Ce vendredi 3 octobre, à l’Espace Georges-Sadoul, des géographes ainsi que la climatologue Valérie Masson-Delmotte, présidente du FIG 2025, ont partagé leurs réflexions sur la place des géographes face aux pouvoirs.
Les scientifiques doivent-ils désobéir ? Tel était le titre de la table ronde proposée dans la salle Yvan-Goll de l’Espace Georges-Sadoul en début d’après-midi. Une question qui interpelle. Pourtant, elle découle d’une réalité à laquelle les géographes doivent de plus en plus se confronter pour simplement exercer… leur métier.
« Le droit à la science est fondamental », a déclaré Valérie Masson-Delmotte en introduction. Experte du climat, elle s’emploie à alerter les pouvoirs publics sur l’évolution climatique. « Notre rôle oscille entre la co-construction des connaissances et celui de chien de garde du climat », a-t-elle expliqué un peu plus tard. Pour elle, si les géographes veulent se faire entendre, une solution s’impose : montrer l’exemple en transformant leurs habitudes quotidiennes (mobilités, alimentation, etc.).
« Les géographes sont pointés du doigt comme des scientifiques engagés dans ce qui ne sert à rien », a dénoncé David Goeury, géographe. « Comment faire de la science quand ce que l’on produit est considéré comme inutile ? », s’interroge Anne-Laure Amilhat Szary, également géographe. « Ceux qui annulent les autres ne sont pas ceux de la « cancel culture », mais des gens bien installés », poursuit-elle. Tous deux reconnaissent toutefois bénéficier d’une « liberté pédagogique protégée ».
Cette négligence, souvent liée à un contexte économique, entraîne de la désinformation, voire des interdictions, comme aux États-Unis où des météorologues sont empêchés de toute discussion avec leurs homologues étrangers. « Ce qu’on observe aux USA se retrouve aussi en Hongrie, voire en France, avec les attaques contre l’Office national de la biodiversité », affirme la présidente du FIG 2025.
Historiquement de très nombreux géographes ont travaillé à l’échelle locale par manque de moyens au début du XXe siècle.
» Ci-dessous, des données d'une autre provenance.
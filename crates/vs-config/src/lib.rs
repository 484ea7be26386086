//! # vs-config
//!
//! Layered settings: code defaults, then `config/default.toml`, then
//! `config/local.toml` (both optional), then `VIDSHARE__SECTION__KEY`
//! environment variables. [`load_dotenv`] fills the environment from `.env`
//! beforehand; its outcome is logged once tracing is up.

use std::path::{Path, PathBuf};

use config::{Config, Environment, File};
use secrecy::{ExposeSecret, SecretString};
use serde::Deserialize;
use thiserror::Error;
use tracing::{debug, warn};

pub const ENV_PREFIX: &str = "VIDSHARE";

#[derive(Debug, Error)]
pub enum SettingsError {
    #[error("failed to load configuration: {0}")]
    Load(#[from] config::ConfigError),
    #[error("invalid configuration: {0}")]
    Invalid(String),
}

#[derive(Debug, Clone, Deserialize)]
pub struct Settings {
    pub server: ServerSettings,
    pub database: DatabaseSettings,
    pub auth: AuthSettings,
    pub media: MediaSettings,
    pub log: LogSettings,
}

#[derive(Debug, Clone, Deserialize)]
pub struct ServerSettings {
    pub host: String,
    pub port: u16,
    /// Allowed browser origins. Empty allows any origin (without credentials).
    pub cors_origins: Vec<String>,
}

impl ServerSettings {
    pub fn bind_address(&self) -> String {
        format!("{}:{}", self.host, self.port)
    }
}

#[derive(Debug, Clone, Deserialize)]
pub struct DatabaseSettings {
    pub url: String,
    pub max_connections: u32,
}

#[derive(Debug, Clone, Deserialize)]
pub struct AuthSettings {
    pub jwt_secret: SecretString,
    pub token_ttl_secs: i64,
}

#[derive(Debug, Clone, Deserialize)]
pub struct MediaSettings {
    pub root: String,
    pub url_prefix: String,
    pub max_upload_bytes: usize,
}

#[derive(Debug, Clone, Deserialize)]
pub struct LogSettings {
    /// `EnvFilter` directive used when `RUST_LOG` is unset.
    pub filter: String,
    pub format: LogFormat,
}

#[derive(Debug, Clone, Copy, PartialEq, Eq, Deserialize)]
#[serde(rename_all = "lowercase")]
pub enum LogFormat {
    Json,
    Pretty,
}

#[derive(Debug)]
pub enum DotenvOutcome {
    Loaded(PathBuf),
    Absent,
    Unreadable(String),
}

impl DotenvOutcome {
    fn from_result(result: Result<PathBuf, dotenvy::Error>) -> Self {
        match result {
            Ok(path) => DotenvOutcome::Loaded(path),
            Err(err) if err.not_found() => DotenvOutcome::Absent,
            Err(err) => DotenvOutcome::Unreadable(err.to_string()),
        }
    }

    pub fn log(&self) {
        match self {
            DotenvOutcome::Loaded(path) => debug!(path = %path.display(), "loaded .env"),
            DotenvOutcome::Absent => {}
            DotenvOutcome::Unreadable(error) => warn!(%error, "ignoring unreadable .env"),
        }
    }
}

/// Loads `.env` from the working directory or its ancestors.
pub fn load_dotenv() -> DotenvOutcome {
    DotenvOutcome::from_result(dotenvy::dotenv())
}

impl Settings {
    /// Loads `./config/*.toml` and the process environment.
    pub fn load() -> Result<Self, SettingsError> {
        Self::from_sources(Path::new("config"), Self::environment())
    }

    pub fn environment() -> Environment {
        Environment::with_prefix(ENV_PREFIX)
            .prefix_separator("__")
            .separator("__")
            .try_parsing(true)
            .list_separator(",")
            .with_list_parse_key("server.cors_origins")
    }

    pub fn from_sources(config_dir: &Path, environment: Environment) -> Result<Self, SettingsError> {
        let settings: Settings = Config::builder()
            .set_default("server.host", "0.0.0.0")?
            .set_default("server.port", 8000)?
            .set_default("server.cors_origins", Vec::<String>::new())?
            .set_default("database.url", "sqlite://vidshare.db")?
            .set_default("database.max_connections", 5)?
            .set_default("auth.token_ttl_secs", 86_400)?
            .set_default("media.root", "./data/media")?
            .set_default("media.url_prefix", "/media")?
            .set_default("media.max_upload_bytes", 100 * 1024 * 1024)?
            .set_default("log.filter", "info")?
            .set_default("log.format", "pretty")?
            .add_source(File::with_name(&config_dir.join("default").to_string_lossy()).required(false))
            .add_source(File::with_name(&config_dir.join("local").to_string_lossy()).required(false))
            .add_source(environment)
            .build()?
            .try_deserialize()?;
        settings.validate()?;
        Ok(settings)
    }

    fn validate(&self) -> Result<(), SettingsError> {
        if self.auth.jwt_secret.expose_secret().trim().is_empty() {
            return Err(SettingsError::Invalid("auth.jwt_secret must not be empty".into()));
        }
        if self.auth.token_ttl_secs <= 0 {
            return Err(SettingsError::Invalid("auth.token_ttl_secs must be positive".into()));
        }
        if !self.media.url_prefix.starts_with('/') {
            return Err(SettingsError::Invalid("media.url_prefix must start with '/'".into()));
        }
        if self.media.max_upload_bytes == 0 {
            return Err(SettingsError::Invalid("media.max_upload_bytes must be positive".into()));
        }
        Ok(())
    }
}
Cette approche méthodologique reste très importante aujourd’hui pour analyser de nombreux phénomènes sociaux. Or localement, les géographes s’exposent aussi à des pressions et à la remise en question de leur travail.
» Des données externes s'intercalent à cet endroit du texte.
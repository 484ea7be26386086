use axum::extract::State;
use axum::Extension;
use vs_core::{Caller, Like, LikedVideo, Toggled};

use crate::error::ApiResult;
use crate::extract::ApiPath;
use crate::response::ApiResponse;
use crate::AppState;

fn toggled(outcome: Toggled<Like>, kind: &str) -> ApiResponse<Toggled<Like>> {
    let verb = if outcome.is_created() { "liked" } else { "unliked" };
    ApiResponse::ok(outcome, format!("{kind} {verb} successfully"))
}

pub async fn toggle_video_like(
    State(state): State<AppState>,
    Extension(caller): Extension<Caller>,
    ApiPath(video_id): ApiPath<String>,
) -> ApiResult<Toggled<Like>> {
    let outcome = state.services.likes.toggle_video_like(&caller, &video_id).await?;
    Ok(toggled(outcome, "Video"))
}

pub async fn toggle_comment_like(
    State(state): State<AppState>,
    Extension(caller): Extension<Caller>,
    ApiPath(comment_id): ApiPath<String>,
) -> ApiResult<Toggled<Like>> {
    let outcome = state.services.likes.toggle_comment_like(&caller, &comment_id).await?;
    Ok(toggled(outcome, "Comment"))
}

pub async fn toggle_tweet_like(
    State(state): State<AppState>,
    Extension(caller): Extension<Caller>,
    ApiPath(tweet_id): ApiPath<String>,
) -> ApiResult<Toggled<Like>> {
    let outcome = state.services.likes.toggle_tweet_like(&caller, &tweet_id).await?;
    Ok(toggled(outcome, "Tweet"))
}

pub async fn liked_videos(
    State(state): State<AppState>,
    Extension(caller): Extension<Caller>,
) -> ApiResult<Vec<LikedVideo>> {
    let videos = state.services.likes.liked_videos(&caller).await?;
    Ok(ApiResponse::ok(videos, "Liked videos retrieved successfully"))
}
Ainsi, à Montpellier, le géographe Laurent Viala, a démontré dès les années 1990 que le projet de métropolisation porté par les élus accroissait les inégalités et créait des trappes de pauvreté dans les communes environnantes. Cependant, ce discours a été fortement contesté et marginalisé durant plus de deux décennies.
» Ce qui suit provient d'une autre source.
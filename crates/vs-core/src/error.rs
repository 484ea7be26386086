//! # AppError
//!
//! Centralized error handling for vidshare.
//! Maps domain-specific failures to actionable error types.

use thiserror::Error;

/// The primary error type for all vs-core operations.
#[derive(Error, Debug)]
pub enum AppError {
    /// Malformed or missing input (e.g., bad identifier, blank content)
    #[error("{0}")]
    InvalidArgument(String),

    /// Referenced entity is absent (e.g., Video, Playlist membership)
    #[error("{0}")]
    NotFound(String),

    /// No usable caller identity on the request
    #[error("{0}")]
    Unauthorized(String),

    /// Caller is not the owner of the record it tries to mutate
    #[error("{0}")]
    Forbidden(String),

    /// Duplicate association or membership
    #[error("{0}")]
    Conflict(String),

    /// Unexpected failure (e.g., media provider rejected an upload)
    #[error("internal service error: {0}")]
    Internal(String),

    /// Infrastructure failure bubbling up from a plugin
    #[error(transparent)]
    Storage(#[from] anyhow::Error),
}

impl AppError {
    pub fn invalid(message: impl Into<String>) -> Self {
        AppError::InvalidArgument(message.into())
    }

    pub fn not_found(message: impl Into<String>) -> Self {
        AppError::NotFound(message.into())
    }

    pub fn unauthorized(message: impl Into<String>) -> Self {
        AppError::Unauthorized(message.into())
    }

    pub fn forbidden(message: impl Into<String>) -> Self {
        AppError::Forbidden(message.into())
    }

    pub fn conflict(message: impl Into<String>) -> Self {
        AppError::Conflict(message.into())
    }

    pub fn internal(message: impl Into<String>) -> Self {
        AppError::Internal(message.into())
    }

    /// HTTP status code the failure envelope carries.
    pub fn status_code(&self) -> u16 {
        match self {
            AppError::InvalidArgument(_) => 400,
            AppError::Unauthorized(_) => 401,
            AppError::Forbidden(_) => 403,
            AppError::NotFound(_) => 404,
            AppError::Conflict(_) => 409,
            AppError::Internal(_) | AppError::Storage(_) => 500,
        }
    }

    /// Message safe to hand back to a client. Infrastructure details stay in the logs.
    pub fn public_message(&self) -> String {
        match self {
            AppError::Internal(_) | AppError::Storage(_) => "Something went wrong".to_string(),
            other => other.to_string(),
        }
    }
}

/// A specialized Result type for vidshare logic.
pub type Result<T> = std::result::Result<T, AppError>;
« Nous vivons dans un monde qui entretient la confusion », regrette Anne-Laure Amilhat Szary. « Il faut rétablir l’art de la conversation directe », propose de son côté David Goeury. Ce que la géographe approuve : « La question du dialogue est essentielle pour que l’engagement d’un géographe soit perçu positivement ». Le salut passera peut-être par là.